How to differentiate functions in matrices

Question

I have always been wondering about this. How does one actually differentiate a polynomial/function in matrices? I can see for elementary functions such as $f(X)=AX+B$ where $X$ is the matrix as a variable, you get $f'(X)=A$, but what about functions such as $$ f(X)=AXA^{-1}, $$ how can I calculate the derivative?

Answer 1

Your function $f$ is still linear, so it's still its own derivative. In general you can do it by plugging in an infinitesimal matrix $X \mapsto X + \epsilon$ such that the coefficients of $\epsilon$ all square to zero. This is, to my mind, by far the fastest and cleanest way, and I don't know why it isn't taught like this. It is more or less equivalent to using big-O notation and expanding everything out to $O(\| \epsilon \|^2)$ but saves some notation.

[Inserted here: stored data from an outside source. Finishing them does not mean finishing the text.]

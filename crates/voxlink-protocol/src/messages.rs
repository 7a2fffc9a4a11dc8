use serde::{Deserialize, Serialize};
use serde_json::Value;

use crate::codec::DecodeError;

/// Opaque participant identifier (the hosted backend's user id)
#[derive(Debug, Clone, PartialEq, Eq, Hash, PartialOrd, Ord, Serialize, Deserialize)]
#[serde(transparent)]
pub struct UserId(pub String);

impl UserId {
    pub fn new(id: impl Into<String>) -> Self {
        Self(id.into())
    }

    pub fn as_str(&self) -> &str {
        &self.0
    }
}

impl std::fmt::Display for UserId {
    fn fmt(&self, f: &mut std::fmt::Formatter<'_>) -> std::fmt::Result {
        write!(f, "{}", self.0)
    }
}

impl From<&str> for UserId {
    fn from(id: &str) -> Self {
        Self(id.to_string())
    }
}

impl From<String> for UserId {
    fn from(id: String) -> Self {
        Self(id)
    }
}

/// Opaque chat room identifier
#[derive(Debug, Clone, PartialEq, Eq, Hash, PartialOrd, Ord, Serialize, Deserialize)]
#[serde(transparent)]
pub struct ChannelId(pub String);

impl ChannelId {
    pub fn new(id: impl Into<String>) -> Self {
        Self(id.into())
    }

    pub fn as_str(&self) -> &str {
        &self.0
    }
}

impl std::fmt::Display for ChannelId {
    fn fmt(&self, f: &mut std::fmt::Formatter<'_>) -> std::fmt::Result {
        write!(f, "{}", self.0)
    }
}

impl From<&str> for ChannelId {
    fn from(id: &str) -> Self {
        Self(id.to_string())
    }
}

impl From<String> for ChannelId {
    fn from(id: String) -> Self {
        Self(id)
    }
}

/// Session description kind
#[derive(Debug, Clone, Copy, PartialEq, Eq, Serialize, Deserialize)]
#[serde(rename_all = "lowercase")]
pub enum SdpType {
    Offer,
    Answer,
    Pranswer,
    Rollback,
}

/// Offer or answer exchanged during negotiation.
/// Same JSON shape a browser produces for `RTCSessionDescriptionInit`.
#[derive(Debug, Clone, PartialEq, Eq, Serialize, Deserialize)]
pub struct SessionDescription {
    #[serde(rename = "type")]
    pub sdp_type: SdpType,
    pub sdp: String,
}

impl SessionDescription {
    pub fn offer(sdp: impl Into<String>) -> Self {
        Self {
            sdp_type: SdpType::Offer,
            sdp: sdp.into(),
        }
    }

    pub fn answer(sdp: impl Into<String>) -> Self {
        Self {
            sdp_type: SdpType::Answer,
            sdp: sdp.into(),
        }
    }
}

/// Network candidate, `RTCIceCandidateInit` shape
#[derive(Debug, Clone, PartialEq, Eq, Serialize, Deserialize)]
#[serde(rename_all = "camelCase")]
pub struct IceCandidate {
    pub candidate: String,
    #[serde(default, skip_serializing_if = "Option::is_none")]
    pub sdp_mid: Option<String>,
    #[serde(default, rename = "sdpMLineIndex", skip_serializing_if = "Option::is_none")]
    pub sdp_mline_index: Option<u16>,
    #[serde(default, skip_serializing_if = "Option::is_none")]
    pub username_fragment: Option<String>,
}

/// Broadcast event names
#[derive(Debug, Clone, Copy, PartialEq, Eq, Hash)]
pub enum SignalKind {
    /// Presence announcement (also re-sent as heartbeat)
    UserJoined,
    /// Presence departure
    UserLeft,
    Offer,
    Answer,
    IceCandidate,
    /// Fallback-path audio fragment
    AudioChunk,
    /// A stored voice message is available
    VoiceMessage,
}

impl SignalKind {
    pub fn as_str(&self) -> &'static str {
        match self {
            Self::UserJoined => "user-joined",
            Self::UserLeft => "user-left",
            Self::Offer => "offer",
            Self::Answer => "answer",
            Self::IceCandidate => "ice-candidate",
            Self::AudioChunk => "audio-chunk",
            Self::VoiceMessage => "voice-message",
        }
    }

    pub fn from_event(event: &str) -> Option<Self> {
        match event {
            "user-joined" => Some(Self::UserJoined),
            "user-left" => Some(Self::UserLeft),
            "offer" => Some(Self::Offer),
            "answer" => Some(Self::Answer),
            "ice-candidate" => Some(Self::IceCandidate),
            "audio-chunk" => Some(Self::AudioChunk),
            "voice-message" => Some(Self::VoiceMessage),
            _ => None,
        }
    }
}

/// Every message that travels over a voice broadcast topic.
///
/// Topics are shared by all participants, so targeted messages carry the
/// intended recipient and receivers filter for themselves.
#[derive(Debug, Clone, PartialEq, Serialize, Deserialize)]
#[serde(tag = "event", rename_all = "kebab-case")]
pub enum SignalMessage {
    #[serde(rename_all = "camelCase")]
    UserJoined { user_id: UserId },

    #[serde(rename_all = "camelCase")]
    UserLeft { user_id: UserId },

    #[serde(rename_all = "camelCase")]
    Offer {
        offer: SessionDescription,
        from_user_id: UserId,
        #[serde(default, skip_serializing_if = "Option::is_none")]
        to_user_id: Option<UserId>,
    },

    #[serde(rename_all = "camelCase")]
    Answer {
        answer: SessionDescription,
        to_user_id: UserId,
        #[serde(default, skip_serializing_if = "Option::is_none")]
        from_user_id: Option<UserId>,
    },

    #[serde(rename_all = "camelCase")]
    IceCandidate {
        candidate: IceCandidate,
        from_user_id: UserId,
        #[serde(default, skip_serializing_if = "Option::is_none")]
        to_user_id: Option<UserId>,
    },

    #[serde(rename_all = "camelCase")]
    AudioChunk {
        /// Base64 fragment container
        audio_data: String,
        user_id: UserId,
        /// Capture time, Unix milliseconds
        timestamp: i64,
        #[serde(default, skip_serializing_if = "Option::is_none")]
        seq: Option<u64>,
    },

    #[serde(rename_all = "camelCase")]
    VoiceMessage {
        message_id: String,
        sender_id: UserId,
        /// Seconds
        duration: f64,
        /// RFC 3339
        timestamp: String,
    },
}

impl SignalMessage {
    pub fn kind(&self) -> SignalKind {
        match self {
            Self::UserJoined { .. } => SignalKind::UserJoined,
            Self::UserLeft { .. } => SignalKind::UserLeft,
            Self::Offer { .. } => SignalKind::Offer,
            Self::Answer { .. } => SignalKind::Answer,
            Self::IceCandidate { .. } => SignalKind::IceCandidate,
            Self::AudioChunk { .. } => SignalKind::AudioChunk,
            Self::VoiceMessage { .. } => SignalKind::VoiceMessage,
        }
    }

    /// Split into a broadcast envelope (event name + untagged payload)
    pub fn to_envelope(&self) -> Result<Envelope, DecodeError> {
        let mut payload =
            serde_json::to_value(self).map_err(|e| DecodeError::Malformed(e.to_string()))?;
        if let Value::Object(map) = &mut payload {
            map.remove("event");
        }
        Ok(Envelope {
            event: self.kind().as_str().to_string(),
            payload,
        })
    }

    /// Rebuild a message from a broadcast envelope.
    pub fn from_envelope(envelope: &Envelope) -> Result<Self, DecodeError> {
        if SignalKind::from_event(&envelope.event).is_none() {
            return Err(DecodeError::Malformed(format!(
                "unknown event '{}'",
                envelope.event
            )));
        }

        let mut payload = match &envelope.payload {
            Value::Object(map) => map.clone(),
            other => {
                return Err(DecodeError::Malformed(format!(
                    "payload for '{}' is not an object: {other}",
                    envelope.event
                )))
            }
        };
        payload.insert("event".into(), Value::String(envelope.event.clone()));

        serde_json::from_value(Value::Object(payload))
            .map_err(|e| DecodeError::Malformed(format!("{}: {e}", envelope.event)))
    }
}

/// Transport-level unit: what a broadcast topic actually carries
#[derive(Debug, Clone, PartialEq, Serialize, Deserialize)]
pub struct Envelope {
    pub event: String,
    pub payload: Value,
}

Example #0: The derivative of $X^2$ is given by writing

$$(X + \epsilon)^2 = X^2 + \epsilon X + X \epsilon$$

so the derivative at $X$ is the linear map $\epsilon \mapsto \epsilon X + X \epsilon$ (you might have guessed that it's $2X \epsilon$ but this only works if $X$ and $\epsilon$ commute).

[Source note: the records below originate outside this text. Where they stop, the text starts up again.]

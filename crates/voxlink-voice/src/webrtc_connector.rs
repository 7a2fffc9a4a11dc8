//! Peer connector backed by the `webrtc` crate.
//!
//! Audio goes out as G.711 µ-law (PCMU) at 8 kHz, so no extra codec
//! dependency is needed on either side.

use std::sync::Arc;
use std::time::Duration;

use async_trait::async_trait;
use bytes::Bytes;
use tokio::task::JoinHandle;
use tracing::{debug, info, warn};
use webrtc::api::interceptor_registry::register_default_interceptors;
use webrtc::api::media_engine::{MediaEngine, MIME_TYPE_PCMU};
use webrtc::api::{APIBuilder, API};
use webrtc::ice_transport::ice_candidate::{RTCIceCandidate, RTCIceCandidateInit};
use webrtc::ice_transport::ice_server::RTCIceServer;
use webrtc::interceptor::registry::Registry;
use webrtc::media::Sample;
use webrtc::peer_connection::configuration::RTCConfiguration;
use webrtc::peer_connection::peer_connection_state::RTCPeerConnectionState;
use webrtc::peer_connection::sdp::session_description::RTCSessionDescription;
use webrtc::peer_connection::RTCPeerConnection;
use webrtc::rtp_transceiver::rtp_codec::RTCRtpCodecCapability;
use webrtc::track::track_local::track_local_static_sample::TrackLocalStaticSample;
use webrtc::track::track_local::TrackLocal;
use webrtc::track::track_remote::TrackRemote;

use voxlink_protocol::codec::{mulaw_decode, mulaw_encode};
use voxlink_protocol::{IceCandidate, PcmFrame, SessionDescription, UserId};

use crate::config::VoiceConfig;
use crate::connector::{
    ConnectionEvent, ConnectionEvents, ConnectionId, MediaState, PeerConnection, PeerConnector,
};
use crate::error::NegotiationError;
use crate::media::{CaptureConstraints, LocalTrack};

const PCMU_RATE: u32 = 8000;

fn engine_error(e: impl std::fmt::Display) -> NegotiationError {
    NegotiationError::Engine(e.to_string())
}

pub struct WebRtcConnector {
    api: API,
    ice_servers: Vec<String>,
}

impl WebRtcConnector {
    pub fn new(config: &VoiceConfig) -> Result<Self, NegotiationError> {
        let mut media_engine = MediaEngine::default();
        media_engine.register_default_codecs().map_err(engine_error)?;

        let mut registry = Registry::new();
        registry = register_default_interceptors(registry, &mut media_engine).map_err(engine_error)?;

        let api = APIBuilder::new()
            .with_media_engine(media_engine)
            .with_interceptor_registry(registry)
            .build();

        Ok(Self {
            api,
            ice_servers: config.ice_servers.clone(),
        })
    }

    fn rtc_config(&self) -> RTCConfiguration {
        RTCConfiguration {
            ice_servers: vec![RTCIceServer {
                urls: self.ice_servers.clone(),
                ..Default::default()
            }],
            ..Default::default()
        }
    }
}

#[async_trait]
impl PeerConnector for WebRtcConnector {
    fn capture_constraints(&self, _config: &VoiceConfig) -> CaptureConstraints {
        CaptureConstraints::voice(PCMU_RATE)
    }

    async fn create(
        &self,
        peer: &UserId,
        connection: ConnectionId,
        local: LocalTrack,
        events: ConnectionEvents,
    ) -> Result<Box<dyn PeerConnection>, NegotiationError> {
        let pc = Arc::new(
            self.api
                .new_peer_connection(self.rtc_config())
                .await
                .map_err(engine_error)?,
        );

        let track = Arc::new(TrackLocalStaticSample::new(
            RTCRtpCodecCapability {
                mime_type: MIME_TYPE_PCMU.to_owned(),
                clock_rate: PCMU_RATE,
                channels: 1,
                ..Default::default()
            },
            "audio".to_owned(),
            "voxlink".to_owned(),
        ));
        pc.add_track(track.clone() as Arc<dyn TrackLocal + Send + Sync>)
            .await
            .map_err(engine_error)?;

        let candidate_peer = peer.clone();
        let candidate_events = events.clone();
        pc.on_ice_candidate(Box::new(move |candidate: Option<RTCIceCandidate>| {
            let peer = candidate_peer.clone();
            let events = candidate_events.clone();
            Box::pin(async move {
                let Some(candidate) = candidate else {
                    debug!("Candidate gathering for {peer} complete");
                    return;
                };
                match candidate.to_json() {
                    Ok(init) => {
                        let _ = events.send(ConnectionEvent::LocalCandidate {
                            peer,
                            connection,
                            candidate: IceCandidate {
                                candidate: init.candidate,
                                sdp_mid: init.sdp_mid,
                                sdp_mline_index: init.sdp_mline_index,
                                username_fragment: init.username_fragment,
                            },
                        });
                    }
                    Err(e) => warn!("Unusable local candidate for {peer}: {e}"),
                }
            })
        }));

        let state_peer = peer.clone();
        let state_events = events.clone();
        pc.on_peer_connection_state_change(Box::new(move |s: RTCPeerConnectionState| {
            let state = match s {
                RTCPeerConnectionState::Connecting => Some(MediaState::Connecting),
                RTCPeerConnectionState::Connected => Some(MediaState::Connected),
                RTCPeerConnectionState::Disconnected => Some(MediaState::Disconnected),
                RTCPeerConnectionState::Failed => Some(MediaState::Failed),
                RTCPeerConnectionState::Closed => Some(MediaState::Closed),
                _ => None,
            };
            if let Some(state) = state {
                let _ = state_events.send(ConnectionEvent::StateChanged {
                    peer: state_peer.clone(),
                    connection,
                    state,
                });
            }
            Box::pin(async {})
        }));

        let track_peer = peer.clone();
        let track_events = events;
        pc.on_track(Box::new(move |remote: Arc<TrackRemote>, _, _| {
            let peer = track_peer.clone();
            let events = track_events.clone();
            Box::pin(async move {
                info!("Remote {:?} track from {peer}", remote.kind());
                let _ = events.send(ConnectionEvent::RemoteTrack {
                    peer: peer.clone(),
                    connection,
                });
                read_remote_audio(remote, peer, connection, events).await;
            })
        }));

        let pump = tokio::spawn(write_local_audio(local, track, peer.clone()));

        Ok(Box::new(WebRtcPeer { pc, pump }))
    }
}

/// Encode captured frames onto the outbound track until the capture ends
async fn write_local_audio(
    mut local: LocalTrack,
    track: Arc<TrackLocalStaticSample>,
    peer: UserId,
) {
    while let Some(frame) = local.next_frame().await {
        let data: Vec<u8> = frame.samples.iter().map(|&s| mulaw_encode(s)).collect();
        let sample = Sample {
            data: Bytes::from(data),
            duration: Duration::from_millis(frame.duration_ms()),
            ..Default::default()
        };
        if let Err(e) = track.write_sample(&sample).await {
            warn!("Writing audio for {peer} failed: {e}");
        }
    }
    debug!("Outbound audio to {peer} ended");
}

/// Decode inbound RTP until the track closes
async fn read_remote_audio(
    remote: Arc<TrackRemote>,
    peer: UserId,
    connection: ConnectionId,
    events: ConnectionEvents,
) {
    loop {
        match remote.read_rtp().await {
            Ok((packet, _)) => {
                if packet.payload.is_empty() {
                    continue;
                }
                let samples = packet.payload.iter().map(|&b| mulaw_decode(b)).collect();
                let frame = PcmFrame::new(PCMU_RATE, 1, samples);
                if events
                    .send(ConnectionEvent::RemoteAudio {
                        peer: peer.clone(),
                        connection,
                        frame,
                    })
                    .is_err()
                {
                    break;
                }
            }
            Err(e) => {
                debug!("Remote track from {peer} ended: {e}");
                break;
            }
        }
    }
}

struct WebRtcPeer {
    pc: Arc<RTCPeerConnection>,
    pump: JoinHandle<()>,
}

fn to_description(description: &RTCSessionDescription) -> SessionDescription {
    match description.sdp_type {
        webrtc::peer_connection::sdp::sdp_type::RTCSdpType::Answer => {
            SessionDescription::answer(description.sdp.clone())
        }
        _ => SessionDescription::offer(description.sdp.clone()),
    }
}

#[async_trait]
impl PeerConnection for WebRtcPeer {
    async fn create_offer(&mut self) -> Result<SessionDescription, NegotiationError> {
        let offer = self.pc.create_offer(None).await.map_err(engine_error)?;
        self.pc
            .set_local_description(offer.clone())
            .await
            .map_err(engine_error)?;
        Ok(to_description(&offer))
    }

    async fn accept_offer(
        &mut self,
        offer: SessionDescription,
    ) -> Result<SessionDescription, NegotiationError> {
        let remote = RTCSessionDescription::offer(offer.sdp)
            .map_err(|e| NegotiationError::InvalidDescription(e.to_string()))?;
        self.pc
            .set_remote_description(remote)
            .await
            .map_err(|e| NegotiationError::InvalidDescription(e.to_string()))?;

        let answer = self.pc.create_answer(None).await.map_err(engine_error)?;
        self.pc
            .set_local_description(answer.clone())
            .await
            .map_err(engine_error)?;
        Ok(to_description(&answer))
    }

    async fn apply_answer(&mut self, answer: SessionDescription) -> Result<(), NegotiationError> {
        let remote = RTCSessionDescription::answer(answer.sdp)
            .map_err(|e| NegotiationError::InvalidDescription(e.to_string()))?;
        self.pc
            .set_remote_description(remote)
            .await
            .map_err(|e| NegotiationError::InvalidDescription(e.to_string()))
    }

    async fn add_remote_candidate(
        &mut self,
        candidate: IceCandidate,
    ) -> Result<(), NegotiationError> {
        self.pc
            .add_ice_candidate(RTCIceCandidateInit {
                candidate: candidate.candidate,
                sdp_mid: candidate.sdp_mid,
                sdp_mline_index: candidate.sdp_mline_index,
                username_fragment: candidate.username_fragment,
            })
            .await
            .map_err(|e| NegotiationError::InvalidCandidate(e.to_string()))
    }

    async fn close(&mut self) {
        self.pump.abort();
        if let Err(e) = self.pc.close().await {
            warn!("Closing peer connection failed: {e}");
        }
    }
}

Example #1: The derivative of $X^{-1}$ is given by writing

$$(X + \epsilon)^{-1} = \left( X(1 + X^{-1} \epsilon) \right)^{-1} = (1 + X^{-1} \epsilon)^{-1} X^{-1} = (1 - X^{-1} \epsilon) X^{-1}$$

so the derivative at $X$ is the linear map $\epsilon \mapsto -X^{-1} \epsilon X^{-1}$ (you might have guessed that it's $-X^{-2} \epsilon$ but again this only works if $X$ and $\epsilon$ commute).

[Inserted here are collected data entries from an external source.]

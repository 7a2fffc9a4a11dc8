//! Best-effort view of who is on a channel topic.
//!
//! Any message from a participant refreshes their liveness; participants
//! silent for longer than the timeout are evicted.

use std::collections::{BTreeSet, HashMap};
use std::time::Duration;

use tokio::time::Instant;

use voxlink_protocol::UserId;

pub struct PresenceTracker {
    last_seen: HashMap<UserId, Instant>,
    timeout: Duration,
}

impl PresenceTracker {
    /// `timeout` of zero disables eviction
    pub fn new(timeout: Duration) -> Self {
        Self {
            last_seen: HashMap::new(),
            timeout,
        }
    }

    /// Record a join. Returns true if the user was not present before.
    pub fn join(&mut self, user: &UserId, now: Instant) -> bool {
        self.last_seen.insert(user.clone(), now).is_none()
    }

    /// Refresh liveness of a present user. Unknown users are ignored.
    pub fn touch(&mut self, user: &UserId, now: Instant) {
        if let Some(seen) = self.last_seen.get_mut(user) {
            *seen = now;
        }
    }

    /// Record a departure. Returns true if the user was present.
    pub fn leave(&mut self, user: &UserId) -> bool {
        self.last_seen.remove(user).is_some()
    }

    /// Remove and return everyone silent for longer than the timeout
    pub fn evict_stale(&mut self, now: Instant) -> Vec<UserId> {
        if self.timeout.is_zero() {
            return Vec::new();
        }
        let timeout = self.timeout;
        let stale: Vec<UserId> = self
            .last_seen
            .iter()
            .filter(|(_, seen)| now.duration_since(**seen) > timeout)
            .map(|(user, _)| user.clone())
            .collect();
        for user in &stale {
            self.last_seen.remove(user);
        }
        stale
    }

    pub fn contains(&self, user: &UserId) -> bool {
        self.last_seen.contains_key(user)
    }

    pub fn users(&self) -> BTreeSet<UserId> {
        self.last_seen.keys().cloned().collect()
    }

    pub fn len(&self) -> usize {
        self.last_seen.len()
    }

    pub fn is_empty(&self) -> bool {
        self.last_seen.is_empty()
    }

    pub fn clear(&mut self) {
        self.last_seen.clear();
    }
}

#[cfg(test)]
mod tests {
    use super::*;

    #[test]
    fn test_join_is_deduplicated() {
        let mut presence = PresenceTracker::new(Duration::from_secs(30));
        let now = Instant::now();
        assert!(presence.join(&"a".into(), now));
        assert!(!presence.join(&"a".into(), now));
        assert_eq!(presence.len(), 1);

        assert!(presence.leave(&"a".into()));
        assert!(!presence.leave(&"a".into()));
        assert!(presence.is_empty());
    }

    #[test]
    fn test_eviction() {
        let mut presence = PresenceTracker::new(Duration::from_secs(30));
        let start = Instant::now();
        presence.join(&"quiet".into(), start);
        presence.join(&"chatty".into(), start);
        presence.touch(&"chatty".into(), start + Duration::from_secs(20));

        let evicted = presence.evict_stale(start + Duration::from_secs(31));
        assert_eq!(evicted, vec![UserId::from("quiet")]);
        assert!(presence.contains(&"chatty".into()));
    }

    #[test]
    fn test_zero_timeout_never_evicts() {
        let mut presence = PresenceTracker::new(Duration::ZERO);
        let start = Instant::now();
        presence.join(&"a".into(), start);
        assert!(presence.evict_stale(start + Duration::from_secs(3600)).is_empty());
    }
}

Example #2: The derivative of $\det(X)$ is given by writing

$$\det(X + \epsilon) = \det(X) \det(1 + X^{-1} \epsilon) = \det(X) \left( 1 + \text{tr}(X^{-1} \epsilon) \right)$$

so the derivative at $X$ is the linear map $\epsilon \mapsto \det(X) \text{tr}(X^{-1} \epsilon)$, and in particular when $X = 1$ it's the linear map $\epsilon \mapsto \text{tr}(\epsilon)$.

Example #3: The derivative of $\exp(X)$ is given by writing

$$\exp(X + \epsilon) = \sum_{n=0}^{\infty} \frac{(X + \epsilon)^n}{n!} = \sum_{n=0}^{\infty} \frac{X^n + \sum_{k=1}^n X^{k-1} \epsilon X^{n-k}}{n!}$$

so the derivative at $X$ is the linear map

$$\epsilon \mapsto \sum_{n \ge 0} \frac{\sum_{k=1}^n X^{k-1} \epsilon X^{n-k}}{n!}$$

which I don't believe can be simplified in general, although it ought to have some nice expression in terms of commutators, maybe after multiplying by $\exp(-X)$. If $X$ and $\epsilon$ commute this simplifies to $\exp(X) \epsilon$, and in particular if $X = 0$ this simplifies to $\epsilon$. Formalizing this example would require proving various things about convergence and exchange of limits but it can be done.